Per il settore agro-alimentare, il giusto riconoscimento dei Premi "Nuovo Mezzogiorno" è andato all'Azienda Agricola Vitivinicola "De Castris" di Salice Salentino, che vanta oltre tre secoli di grande attività prima agricola e successivamente industriale e commerciale. La motivazione del riconoscimento riflette però i più recenti e positivi e fecondi sviluppi dell'azienda, certamente al primo posto nella regione e nel Mezzogiorno. La moderna ristrutturazione ha consentito l'ampliamento del vasi vinari da circa 20 mila hl. ad oltre 100 mila hl., con conseguente sviluppo e potenziamento delle capacità produttive e di mercato. Nell'ultimo triennio l'Azienda "De Castris" ha assunto il volto, la struttura e la dimensione di una moderna ed efficiente impresa industriale, avendo completamente rinnovato gli impianti, introdotto due catene complete di imbottigliamento, attrezzature di controllo dei recipienti dotati di cellule fotoelettriche e grandi schermi luminosi. L'Azienda, condotta direttamente dal suo titolare avv.

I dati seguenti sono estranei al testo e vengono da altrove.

//! Reflex: a runtime reflection database for ahead-of-time compiled types.
//!
//! Generated registration code describes every reflected declaration
//! (namespaces, structs, classes, enums, fields, methods, variables,
//! functions) to a [`DatabaseBuilder`]. Building it yields an immutable
//! [`Database`] that any number of threads can query by name, by predicate,
//! by visitor walk or by id.
//!
//! This crate re-exports:
//! - [`reflex_core`] - identity, properties, flags, member descriptors, errors
//! - [`reflex_registry`] - the builder, the database and its read views
//!
//! and adds [`global`], the process-wide installation point.
//!
//! # Example
//!
//! ```
//! use std::mem::offset_of;
//! use reflex::prelude::*;
//!
//! struct Player {
//!     health: i32,
//! }
//!
//! let mut builder = DatabaseBuilder::with_fundamentals().unwrap();
//! let game = builder.add_namespace(NamespaceKey::ROOT, "game").unwrap();
//! let player = builder.add_class(game, "Player", size_of::<Player>()).unwrap();
//! builder
//!     .add_field(player, Field::new("health", TypeDesc::of::<i32>(), FieldFlags::PUBLIC, offset_of!(Player, health)))
//!     .unwrap();
//! builder
//!     .add_static_method_instantiator(player, StaticMethod::new("make", MethodFlags::PUBLIC, || Player { health: 100 }))
//!     .unwrap();
//! let db = builder.build();
//!
//! let class = db.get_namespace_by_name("game").unwrap().get_class_by_name("Player").unwrap();
//! let mut instance: Player = class.make_instance(args![]).unwrap();
//! let health = class.get_field("health").unwrap();
//! unsafe { health.set(&mut instance, 75i32) }.unwrap();
//! assert_eq!(instance.health, 75);
//! ```

pub mod global;

pub use reflex_core;
pub use reflex_registry;

pub use reflex_core::{
    AccessError, AccessSpecifier, CallError, ComplexProperty, Entity, EntityId, EntityKind,
    EnumValue, Field, FieldFlags, Function, FunctionFlags, InstantiationError, Method, MethodFlags,
    Parameter, Properties, QualifiedName, Reflect, Reflected, ReflexError, RegistrationError,
    Signature, StaticAddress, StaticField, StaticMethod, TypeDesc, Value, VarFlags, Variable, args,
};
pub use reflex_registry::{
    ArchetypeRef, Database, DatabaseBuilder, DirectParent, EntityRef, EnumKey, EnumRef,
    FundamentalRef, NamespaceKey, NamespaceRef, Owner, StructKey, StructRef,
};

/// Everything needed to register and query reflected types.
pub mod prelude {
    pub use crate::global::InstallError;
    pub use crate::{
        AccessError, AccessSpecifier, ArchetypeRef, CallError, ComplexProperty, Database,
        DatabaseBuilder, EntityId, EntityKind, EntityRef, EnumKey, EnumRef, EnumValue, Field,
        FieldFlags, Function, FunctionFlags, InstantiationError, Method, MethodFlags,
        NamespaceKey, NamespaceRef, Owner, Reflect, Reflected, RegistrationError, StaticAddress,
        StaticField, StaticMethod, StructKey, StructRef, TypeDesc, Value, VarFlags, Variable, args,
    };
}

Salvatore De Castris, è organizzata capillarmente in Italia, vende i suoi prodotti in tutta Europa (e di recente ha conquistato il "difficile" mercato francese), nelle Americhe, nel Terzo Mondo, in Giappone. Dalle due solide ed attive piccole imprese salentine emerge l'esempio di quel tipo nuovo di attività economica e produttiva che si richiede per lo sviluppo del Mezzogiorno: attività di piccole dimensioni ma diffuse su tutto il territorio meridionale; attività legate e collegate alle vere vocazioni delle aree meridionali. E' questa una risposta seria, concreta, positiva che da Lecce viene ai politici, ai pubblici poteri, agli amministratori alla vigilia della riconsiderazione della politica meridionalista per gli anni Ottanta.